[Supplied material]

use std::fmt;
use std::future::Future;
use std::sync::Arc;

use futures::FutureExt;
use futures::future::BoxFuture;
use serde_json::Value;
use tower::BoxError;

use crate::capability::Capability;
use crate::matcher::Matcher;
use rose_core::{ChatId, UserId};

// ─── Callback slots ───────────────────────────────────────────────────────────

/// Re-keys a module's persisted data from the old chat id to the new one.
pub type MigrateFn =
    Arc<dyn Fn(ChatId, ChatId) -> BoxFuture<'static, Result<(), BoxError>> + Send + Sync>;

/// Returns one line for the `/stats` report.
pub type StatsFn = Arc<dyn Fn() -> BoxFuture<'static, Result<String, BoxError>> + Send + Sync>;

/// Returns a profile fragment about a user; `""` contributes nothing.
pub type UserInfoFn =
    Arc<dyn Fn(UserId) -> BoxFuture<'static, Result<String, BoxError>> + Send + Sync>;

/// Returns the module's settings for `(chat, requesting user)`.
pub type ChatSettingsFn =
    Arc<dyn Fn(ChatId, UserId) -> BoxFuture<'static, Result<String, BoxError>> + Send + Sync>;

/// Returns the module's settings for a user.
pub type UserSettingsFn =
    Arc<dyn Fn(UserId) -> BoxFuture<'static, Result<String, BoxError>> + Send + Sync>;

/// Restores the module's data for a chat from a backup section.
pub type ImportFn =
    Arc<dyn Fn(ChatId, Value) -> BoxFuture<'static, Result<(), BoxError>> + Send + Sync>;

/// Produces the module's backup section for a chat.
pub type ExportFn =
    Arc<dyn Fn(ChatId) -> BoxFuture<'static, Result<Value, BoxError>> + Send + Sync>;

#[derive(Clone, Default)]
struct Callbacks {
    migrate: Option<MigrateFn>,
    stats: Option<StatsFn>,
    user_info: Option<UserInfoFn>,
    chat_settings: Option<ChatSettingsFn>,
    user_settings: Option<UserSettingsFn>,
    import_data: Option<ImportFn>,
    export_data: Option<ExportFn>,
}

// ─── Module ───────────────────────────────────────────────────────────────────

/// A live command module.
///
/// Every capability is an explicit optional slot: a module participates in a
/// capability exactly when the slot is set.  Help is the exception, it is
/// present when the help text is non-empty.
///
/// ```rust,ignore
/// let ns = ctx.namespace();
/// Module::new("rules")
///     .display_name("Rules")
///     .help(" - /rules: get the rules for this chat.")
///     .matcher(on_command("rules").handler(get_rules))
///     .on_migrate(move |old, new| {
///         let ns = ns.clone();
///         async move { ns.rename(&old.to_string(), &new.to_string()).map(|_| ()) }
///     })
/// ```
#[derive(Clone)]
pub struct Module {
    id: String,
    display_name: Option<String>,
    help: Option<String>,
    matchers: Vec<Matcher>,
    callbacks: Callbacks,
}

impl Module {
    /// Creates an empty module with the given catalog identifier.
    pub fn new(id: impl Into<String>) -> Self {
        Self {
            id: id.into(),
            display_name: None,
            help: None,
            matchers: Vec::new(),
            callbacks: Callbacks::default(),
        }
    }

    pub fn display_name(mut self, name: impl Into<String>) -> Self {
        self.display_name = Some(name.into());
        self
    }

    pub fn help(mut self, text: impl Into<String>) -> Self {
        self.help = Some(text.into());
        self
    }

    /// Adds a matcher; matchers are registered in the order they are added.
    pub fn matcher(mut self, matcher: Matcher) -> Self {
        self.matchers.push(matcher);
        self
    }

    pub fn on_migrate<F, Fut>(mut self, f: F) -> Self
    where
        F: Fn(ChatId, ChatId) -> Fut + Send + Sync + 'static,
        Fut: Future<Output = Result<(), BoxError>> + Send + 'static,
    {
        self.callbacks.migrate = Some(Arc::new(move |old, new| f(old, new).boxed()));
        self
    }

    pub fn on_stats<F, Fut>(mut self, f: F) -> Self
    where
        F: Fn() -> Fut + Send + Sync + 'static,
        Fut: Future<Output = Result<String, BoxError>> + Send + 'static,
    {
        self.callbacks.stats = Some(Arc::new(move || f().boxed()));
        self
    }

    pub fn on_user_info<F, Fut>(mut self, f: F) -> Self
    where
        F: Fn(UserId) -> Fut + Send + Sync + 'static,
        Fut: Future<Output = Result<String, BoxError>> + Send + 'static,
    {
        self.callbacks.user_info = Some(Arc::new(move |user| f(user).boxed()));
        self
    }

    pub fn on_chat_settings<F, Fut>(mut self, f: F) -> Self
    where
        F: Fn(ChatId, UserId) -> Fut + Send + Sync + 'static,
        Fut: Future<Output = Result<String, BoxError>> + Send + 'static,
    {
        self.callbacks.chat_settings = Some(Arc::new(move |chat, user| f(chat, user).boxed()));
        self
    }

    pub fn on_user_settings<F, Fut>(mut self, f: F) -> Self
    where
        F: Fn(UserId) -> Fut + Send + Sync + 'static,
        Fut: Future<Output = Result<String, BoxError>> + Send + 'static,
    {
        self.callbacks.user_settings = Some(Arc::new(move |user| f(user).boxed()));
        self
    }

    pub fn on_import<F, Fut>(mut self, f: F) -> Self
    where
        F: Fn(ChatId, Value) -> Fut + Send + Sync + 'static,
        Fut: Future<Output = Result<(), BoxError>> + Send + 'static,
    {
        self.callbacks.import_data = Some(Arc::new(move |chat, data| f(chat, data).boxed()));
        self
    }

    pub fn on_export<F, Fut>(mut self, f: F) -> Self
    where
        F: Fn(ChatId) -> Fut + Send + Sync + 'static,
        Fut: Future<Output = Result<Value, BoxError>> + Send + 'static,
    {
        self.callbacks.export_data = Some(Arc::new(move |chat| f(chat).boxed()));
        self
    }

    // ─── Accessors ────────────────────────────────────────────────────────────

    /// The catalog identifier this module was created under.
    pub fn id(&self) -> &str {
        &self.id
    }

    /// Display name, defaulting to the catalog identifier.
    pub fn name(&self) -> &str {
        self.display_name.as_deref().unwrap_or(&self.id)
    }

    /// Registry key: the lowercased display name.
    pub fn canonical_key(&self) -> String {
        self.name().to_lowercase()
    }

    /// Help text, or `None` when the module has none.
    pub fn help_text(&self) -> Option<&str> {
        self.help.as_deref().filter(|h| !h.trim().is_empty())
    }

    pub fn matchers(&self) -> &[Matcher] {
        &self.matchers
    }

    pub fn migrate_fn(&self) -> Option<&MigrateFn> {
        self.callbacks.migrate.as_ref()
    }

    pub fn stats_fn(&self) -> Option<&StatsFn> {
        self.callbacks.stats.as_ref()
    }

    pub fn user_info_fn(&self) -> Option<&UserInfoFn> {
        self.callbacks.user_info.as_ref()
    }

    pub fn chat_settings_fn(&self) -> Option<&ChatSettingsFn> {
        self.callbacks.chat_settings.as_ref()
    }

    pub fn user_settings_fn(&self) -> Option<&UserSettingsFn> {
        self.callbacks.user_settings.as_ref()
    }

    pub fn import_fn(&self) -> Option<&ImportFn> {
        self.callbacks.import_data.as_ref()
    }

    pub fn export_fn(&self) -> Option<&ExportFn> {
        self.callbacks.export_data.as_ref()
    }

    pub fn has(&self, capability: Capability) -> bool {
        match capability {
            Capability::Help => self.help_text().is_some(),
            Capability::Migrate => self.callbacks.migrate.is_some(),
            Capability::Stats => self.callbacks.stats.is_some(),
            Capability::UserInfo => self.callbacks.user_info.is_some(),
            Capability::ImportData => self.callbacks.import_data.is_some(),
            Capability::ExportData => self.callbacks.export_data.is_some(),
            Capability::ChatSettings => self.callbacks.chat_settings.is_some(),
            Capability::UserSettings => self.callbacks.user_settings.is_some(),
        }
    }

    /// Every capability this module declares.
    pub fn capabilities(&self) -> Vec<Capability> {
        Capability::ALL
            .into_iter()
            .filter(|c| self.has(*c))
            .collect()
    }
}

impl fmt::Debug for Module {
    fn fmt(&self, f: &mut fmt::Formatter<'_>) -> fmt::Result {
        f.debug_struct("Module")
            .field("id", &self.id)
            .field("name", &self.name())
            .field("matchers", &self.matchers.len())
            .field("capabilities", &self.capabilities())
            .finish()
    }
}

[/Supplied material]

Transcribe, word for word, the data above from its first line through the line with "Returns one line", and include nothing else.

#### Exercise output
use std::fmt;
use std::future::Future;
use std::sync::Arc;

use futures::FutureExt;
use futures::future::BoxFuture;
use serde_json::Value;
use tower::BoxError;

use crate::capability::Capability;
use crate::matcher::Matcher;
use rose_core::{ChatId, UserId};

// ─── Callback slots ───────────────────────────────────────────────────────────

/// Re-keys a module's persisted data from the old chat id to the new one.
pub type MigrateFn =
    Arc<dyn Fn(ChatId, ChatId) -> BoxFuture<'static, Result<(), BoxError>> + Send + Sync>;

/// Returns one line for the `/stats` report.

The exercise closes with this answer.